2. デザインの違和感: ロゴ画像が一切なく、全体がテキストとドット(…)のみで構成された質素な作りになっており、大手金融機関の公式メールとしては不自然です。

 

■ 送信元(Received)の技術データ

以下の情報は、メールヘッダーから抽出された「実際に送信に使用されたサーバー」の情報です。
送信元IPアドレス 101.47.12.76
ホスト名 101.47.12.76 (HELO ngepdz.cn)
ホスティング社・国 China Mobile (中国)
ドメイン登録日 ngepdz.cn (短期間のみ運用される詐欺ドメイン)

【解析根拠データ】
https://ip-sc.net/ja/r/101.47.12.76

 

■ リンク先の危険性解析

本文中に「jaccs.co.jp」の文字列が含まれていますが、実際のリンク先は全く異なるドメインです。

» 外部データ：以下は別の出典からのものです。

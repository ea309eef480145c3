//! Synthetic file catalog.
//!
//! The catalog holds no files. Each page is generated on demand by splitting
//! the requested page size across a weighted table of file-type buckets, so
//! the same `(offset, page_size)` always yields the same names and ids.

use chrono::Utc;
use serde::{Deserialize, Serialize};

use crate::error::CoreError;
use crate::id::FileId;

/// Page size used when a listing request does not specify one.
pub const DEFAULT_PAGE_SIZE: u64 = 1000;

/// Hard ceiling on the number of files the catalog pretends to hold.
pub const FILE_LIMIT: u64 = 50_000;

/// Default bucket table as `(name, weight_percent)`, in emission order.
pub const DEFAULT_BUCKETS: [(&str, u32); 6] = [
    ("150_kb.pdf", 20),
    ("500_kb.pdf", 20),
    ("1_mb.pdf", 20),
    ("5_mb.pdf", 20),
    ("10_mb.pdf", 15),
    ("100_mb.pdf", 5),
];

/// Placeholder document every record links to as its external URL.
pub const EXTERNAL_URL: &str =
    "https://www.w3.org/WAI/ER/tests/xhtml/testfiles/resources/pdf/dummy.pdf";

/// MIME type reported for PDF buckets and for all metadata lookups.
pub const PDF_MIME_TYPE: &str = "application/pdf";

const TEXT_MIME_TYPE: &str = "text/plain";
const FIXED_LAST_MODIFIED: &str = "2023-04-17T12:34:56Z";
const FIXED_CREATED: &str = "2023-01-01T00:00:00Z";
const TIMESTAMP_FORMAT: &str = "%Y-%m-%dT%H:%M:%SZ";

/// One weighted file-type category of the synthetic catalog.
#[derive(Debug, Clone, PartialEq, Eq, Serialize, Deserialize)]
#[non_exhaustive]
pub struct Bucket {
    /// File name suffix shared by every record in this bucket (e.g. `"1_mb.pdf"`).
    pub name: String,
    /// Share of each page, in whole percent.
    pub weight_percent: u32,
}

impl Bucket {
    /// Creates a bucket.
    pub fn new(name: impl Into<String>, weight_percent: u32) -> Self {
        Self {
            name: name.into(),
            weight_percent,
        }
    }

    /// MIME type advertised for records generated from this bucket.
    #[must_use]
    pub fn mime_type(&self) -> &'static str {
        if self.name.ends_with(".pdf") {
            PDF_MIME_TYPE
        } else {
            TEXT_MIME_TYPE
        }
    }

    /// Number of records this bucket contributes to a page of `page_size`.
    ///
    /// `floor(page_size * weight / 100)`, computed without rounding error.
    #[must_use]
    pub fn count_for(&self, page_size: u64) -> u64 {
        let exact = u128::from(page_size) * u128::from(self.weight_percent) / 100;
        u64::try_from(exact).unwrap_or(u64::MAX)
    }
}

/// How record timestamps are produced.
#[derive(Debug, Clone, Copy, PartialEq, Eq, Default)]
#[non_exhaustive]
pub enum TimestampMode {
    /// Fixed dates, so repeated listings are byte-identical.
    #[default]
    Fixed,
    /// Wall-clock UTC time at the moment the page is built.
    Now,
}

impl TimestampMode {
    /// Returns `(last_modified, created)` in wire format.
    #[must_use]
    pub fn stamps(self) -> (String, String) {
        match self {
            TimestampMode::Fixed => (FIXED_LAST_MODIFIED.to_owned(), FIXED_CREATED.to_owned()),
            TimestampMode::Now => {
                let now = Utc::now().format(TIMESTAMP_FORMAT).to_string();
                (now.clone(), now)
            }
        }
    }
}

/// Lifecycle status of a catalog record. Every synthetic file is active.
#[derive(Debug, Clone, Copy, PartialEq, Eq, Serialize, Deserialize)]
#[serde(rename_all = "lowercase")]
#[non_exhaustive]
pub enum FileStatus {
    Active,
}

/// Download location and type of a record's content.
#[derive(Debug, Clone, PartialEq, Eq, Serialize, Deserialize)]
#[non_exhaustive]
pub struct FileContent {
    /// Path relative to the files collection, `"{id}/download"`.
    pub download_path: String,
    pub mime_type: String,
}

/// One entry of the file catalog as it appears on the wire.
#[derive(Debug, Clone, PartialEq, Eq, Serialize, Deserialize)]
#[non_exhaustive]
pub struct FileRecord {
    pub id: FileId,
    pub name: String,
    pub status: FileStatus,
    pub last_modified_datetime: String,
    pub created_datetime: String,
    pub content: FileContent,
    pub external_url: String,
}

impl FileRecord {
    /// Builds the record for `name`, deriving its id from the name.
    #[must_use]
    pub fn for_name(name: String, mime_type: &str, timestamps: TimestampMode) -> Self {
        let (last_modified, created) = timestamps.stamps();
        Self::with_stamps(name, mime_type, last_modified, created)
    }

    fn with_stamps(name: String, mime_type: &str, last_modified: String, created: String) -> Self {
        let id = FileId::encode(&name);
        Self {
            content: FileContent {
                download_path: format!("{id}/download"),
                mime_type: mime_type.to_owned(),
            },
            id,
            name,
            status: FileStatus::Active,
            last_modified_datetime: last_modified,
            created_datetime: created,
            external_url: EXTERNAL_URL.to_owned(),
        }
    }
}

/// Parameters of one page of the listing.
#[derive(Debug, Clone, PartialEq, Eq)]
#[non_exhaustive]
pub struct PageRequest {
    /// Number of records preceding this page in the walk.
    pub offset: u64,
    pub page_size: u64,
    /// Opaque filter expression. Carried into continuation links, never applied.
    pub filter: String,
}

impl PageRequest {
    /// Creates a page request.
    pub fn new(offset: u64, page_size: u64, filter: impl Into<String>) -> Self {
        Self {
            offset,
            page_size,
            filter: filter.into(),
        }
    }
}

impl Default for PageRequest {
    fn default() -> Self {
        Self::new(0, DEFAULT_PAGE_SIZE, String::new())
    }
}

/// A generated page and the request for the page after it, if any.
#[derive(Debug, Clone, PartialEq, Eq)]
#[non_exhaustive]
pub struct FilePage {
    pub records: Vec<FileRecord>,
    pub next: Option<PageRequest>,
}

/// The weighted bucket table plus the catalog ceiling.
#[derive(Debug, Clone, PartialEq, Eq)]
pub struct FileCatalog {
    buckets: Vec<Bucket>,
    file_limit: u64,
}

impl FileCatalog {
    /// Creates a catalog over `buckets`, emitted in the given order.
    ///
    /// # Errors
    /// Returns [`CoreError::InvalidBucketTable`] if `buckets` is empty or the
    /// weights do not add up to exactly 100.
    pub fn new(buckets: Vec<Bucket>, file_limit: u64) -> Result<Self, CoreError> {
        if buckets.is_empty() {
            return Err(CoreError::InvalidBucketTable {
                reason: "no buckets".to_owned(),
            });
        }
        let total: u64 = buckets.iter().map(|b| u64::from(b.weight_percent)).sum();
        if total != 100 {
            return Err(CoreError::InvalidBucketTable {
                reason: format!("weights sum to {total}, expected 100"),
            });
        }
        Ok(Self {
            buckets,
            file_limit,
        })
    }

    /// Creates a catalog over the default bucket table with a custom ceiling.
    #[must_use]
    pub fn with_file_limit(file_limit: u64) -> Self {
        Self {
            file_limit,
            ..Self::default()
        }
    }

    /// Buckets in emission order.
    #[must_use]
    pub fn buckets(&self) -> &[Bucket] {
        &self.buckets
    }

    /// Ceiling past which no continuation link is produced.
    #[must_use]
    pub fn file_limit(&self) -> u64 {
        self.file_limit
    }

    /// Per-bucket record counts for a page of `page_size`.
    ///
    /// The counts may add up to less than `page_size`; the shortfall is the
    /// sum of the truncated fractional parts.
    #[must_use]
    pub fn bucket_counts(&self, page_size: u64) -> Vec<(&Bucket, u64)> {
        self.buckets
            .iter()
            .map(|b| (b, b.count_for(page_size)))
            .collect()
    }

    /// Generates one page of the listing.
    ///
    /// Records are grouped by bucket in table order and numbered
    /// sequentially from `offset + 1`. The page size is capped at the file
    /// limit. Numbering is not bounded by `u64`, so a page starting near
    /// `u64::MAX` still carries distinct names.
    #[must_use]
    pub fn list(&self, request: &PageRequest, timestamps: TimestampMode) -> FilePage {
        let page_size = request.page_size.min(self.file_limit);
        let counts = self.bucket_counts(page_size);
        let total = counts.iter().map(|(_, n)| *n).sum::<u64>();
        let (last_modified, created) = timestamps.stamps();

        let mut records = Vec::with_capacity(usize::try_from(total).unwrap_or(0));
        let mut index = u128::from(request.offset) + 1;
        for (bucket, count) in counts {
            for _ in 0..count {
                records.push(FileRecord::with_stamps(
                    format!("{index}_{}", bucket.name),
                    bucket.mime_type(),
                    last_modified.clone(),
                    created.clone(),
                ));
                index += 1;
            }
        }

        let end = request.offset.saturating_add(page_size);
        let new_offset = end.min(self.file_limit);
        let next = if new_offset < self.file_limit {
            let filter = request.filter.clone();
            Some(PageRequest::new(new_offset, page_size, filter))
        } else {
            None
        };

        FilePage { records, next }
    }
}

impl Default for FileCatalog {
    fn default() -> Self {
        Self {
            buckets: DEFAULT_BUCKETS
                .iter()
                .map(|(name, w)| Bucket::new(*name, *w))
                .collect(),
            file_limit: FILE_LIMIT,
        }
    }
}

/// Synthesizes metadata for an arbitrary identifier.
///
/// The literal identifier is taken as the file name; there is no lookup, so
/// every identifier resolves.
#[must_use]
pub fn metadata(file_id: &str, timestamps: TimestampMode) -> FileRecord {
    FileRecord::for_name(file_id.to_owned(), PDF_MIME_TYPE, timestamps)
}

誘導先URL: https://kkgyqft.jvjme.cn/ghticg/l●●-iu_lo●●k/

リンク先IPアドレス 104.21.31.206
ホスト名 kkgyqft.jvjme.cn
国名 United States (アメリカ)
ドメイン登録日 最近(数日以内に取得・更新された可能性大)


※取得日が最近である理由は、警察やセキュリティ団体による通報・閉鎖を逃れるため、詐欺グループが「使い捨てドメイン」を直前に取得しているためです。

【サイト回線関連情報】
https://ip-sc.net/ja/r/104.21.31.206

 

▼ リンク先サイトの状態(スクリーンショット)

(※詐欺サイトが一時的にダウンしているか、解析を妨害している際のエラー画面)


上記のように、英語のエラー文が表示されるケースがあります。これはサーバー側で特定の閲覧環境(クローラーなど)を弾いているか、単純に負荷でタイムアウトしている状態ですが、ドメイン自体は生存しており非常に危険です。

 

■ まとめと注意喚起

過去の事例と比較しても、ジャックスを騙るフィッシングは非常にしつこく発生しています。公式アドレス「jaccs.co.jp」以外のメールは全て疑ってください。また、本メールには電話番号等の署名がありませんが、万が一記載されていても、必ず公式サイトから正しい番号を確認するようにしましょう。